• [Activity] Scan the entries that follow and copy out every line containing "Malformed".

• [Input data]
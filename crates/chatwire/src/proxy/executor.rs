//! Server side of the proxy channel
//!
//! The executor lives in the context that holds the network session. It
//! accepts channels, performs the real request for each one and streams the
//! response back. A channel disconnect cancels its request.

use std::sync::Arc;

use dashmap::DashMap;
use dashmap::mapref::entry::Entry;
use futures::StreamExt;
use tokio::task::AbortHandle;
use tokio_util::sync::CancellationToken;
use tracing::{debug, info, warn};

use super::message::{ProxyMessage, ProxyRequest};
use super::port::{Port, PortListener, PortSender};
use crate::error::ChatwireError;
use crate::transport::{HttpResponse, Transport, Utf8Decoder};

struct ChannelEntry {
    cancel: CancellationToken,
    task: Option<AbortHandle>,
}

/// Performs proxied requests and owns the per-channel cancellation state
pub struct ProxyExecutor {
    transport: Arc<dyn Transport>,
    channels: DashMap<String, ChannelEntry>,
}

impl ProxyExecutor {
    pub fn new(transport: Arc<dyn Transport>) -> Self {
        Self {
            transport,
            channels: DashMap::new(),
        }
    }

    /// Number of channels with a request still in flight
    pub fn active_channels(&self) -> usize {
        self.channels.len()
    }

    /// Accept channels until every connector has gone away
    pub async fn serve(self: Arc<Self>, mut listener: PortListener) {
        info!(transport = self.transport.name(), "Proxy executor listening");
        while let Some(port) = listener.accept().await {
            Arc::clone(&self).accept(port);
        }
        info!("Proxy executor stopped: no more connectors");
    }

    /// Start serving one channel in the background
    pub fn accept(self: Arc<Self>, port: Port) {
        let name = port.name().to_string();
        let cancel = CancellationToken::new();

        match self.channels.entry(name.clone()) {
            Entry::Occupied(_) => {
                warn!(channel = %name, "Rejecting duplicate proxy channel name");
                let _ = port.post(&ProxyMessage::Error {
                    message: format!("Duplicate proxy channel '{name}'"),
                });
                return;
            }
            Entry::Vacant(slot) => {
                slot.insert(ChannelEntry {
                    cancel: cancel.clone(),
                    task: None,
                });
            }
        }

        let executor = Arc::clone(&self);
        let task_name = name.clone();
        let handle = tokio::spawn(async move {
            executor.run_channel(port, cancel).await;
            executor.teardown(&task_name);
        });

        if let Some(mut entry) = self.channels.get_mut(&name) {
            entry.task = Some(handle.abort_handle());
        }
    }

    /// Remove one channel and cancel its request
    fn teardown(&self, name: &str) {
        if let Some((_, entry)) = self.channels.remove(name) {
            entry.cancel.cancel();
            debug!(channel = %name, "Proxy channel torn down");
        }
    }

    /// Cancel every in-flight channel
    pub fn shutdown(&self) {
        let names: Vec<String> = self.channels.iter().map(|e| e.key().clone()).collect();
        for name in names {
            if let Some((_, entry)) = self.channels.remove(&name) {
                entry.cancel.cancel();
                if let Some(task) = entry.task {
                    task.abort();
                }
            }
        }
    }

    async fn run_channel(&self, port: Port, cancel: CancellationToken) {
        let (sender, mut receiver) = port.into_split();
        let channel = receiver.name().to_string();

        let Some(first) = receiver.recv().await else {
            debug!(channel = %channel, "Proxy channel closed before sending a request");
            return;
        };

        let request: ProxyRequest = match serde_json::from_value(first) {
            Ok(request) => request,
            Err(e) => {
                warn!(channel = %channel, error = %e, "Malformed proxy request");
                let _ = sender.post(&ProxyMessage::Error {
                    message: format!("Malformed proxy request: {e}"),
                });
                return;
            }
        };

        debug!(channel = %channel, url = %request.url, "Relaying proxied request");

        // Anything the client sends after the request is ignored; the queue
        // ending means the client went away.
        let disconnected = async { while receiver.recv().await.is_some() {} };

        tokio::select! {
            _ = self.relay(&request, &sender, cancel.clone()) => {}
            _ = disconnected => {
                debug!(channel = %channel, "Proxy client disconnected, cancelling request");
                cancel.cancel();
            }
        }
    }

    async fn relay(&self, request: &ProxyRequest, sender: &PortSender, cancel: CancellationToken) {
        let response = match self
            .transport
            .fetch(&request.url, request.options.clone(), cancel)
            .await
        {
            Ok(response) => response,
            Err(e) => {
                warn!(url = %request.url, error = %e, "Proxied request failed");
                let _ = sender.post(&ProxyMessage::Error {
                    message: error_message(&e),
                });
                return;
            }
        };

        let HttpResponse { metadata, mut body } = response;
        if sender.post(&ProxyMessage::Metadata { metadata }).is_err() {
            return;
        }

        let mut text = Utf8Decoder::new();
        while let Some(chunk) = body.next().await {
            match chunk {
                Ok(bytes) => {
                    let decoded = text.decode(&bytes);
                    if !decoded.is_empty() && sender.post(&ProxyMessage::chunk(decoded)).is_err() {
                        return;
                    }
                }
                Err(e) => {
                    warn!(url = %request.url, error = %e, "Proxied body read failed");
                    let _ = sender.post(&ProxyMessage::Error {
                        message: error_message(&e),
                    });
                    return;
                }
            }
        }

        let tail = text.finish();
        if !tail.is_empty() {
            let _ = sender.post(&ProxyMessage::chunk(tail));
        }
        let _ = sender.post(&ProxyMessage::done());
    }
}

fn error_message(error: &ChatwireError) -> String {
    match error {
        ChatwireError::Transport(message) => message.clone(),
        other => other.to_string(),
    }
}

• [Written response]
                warn!(channel = %channel, error = %e, "Malformed proxy request");
                    message: format!("Malformed proxy request: {e}"),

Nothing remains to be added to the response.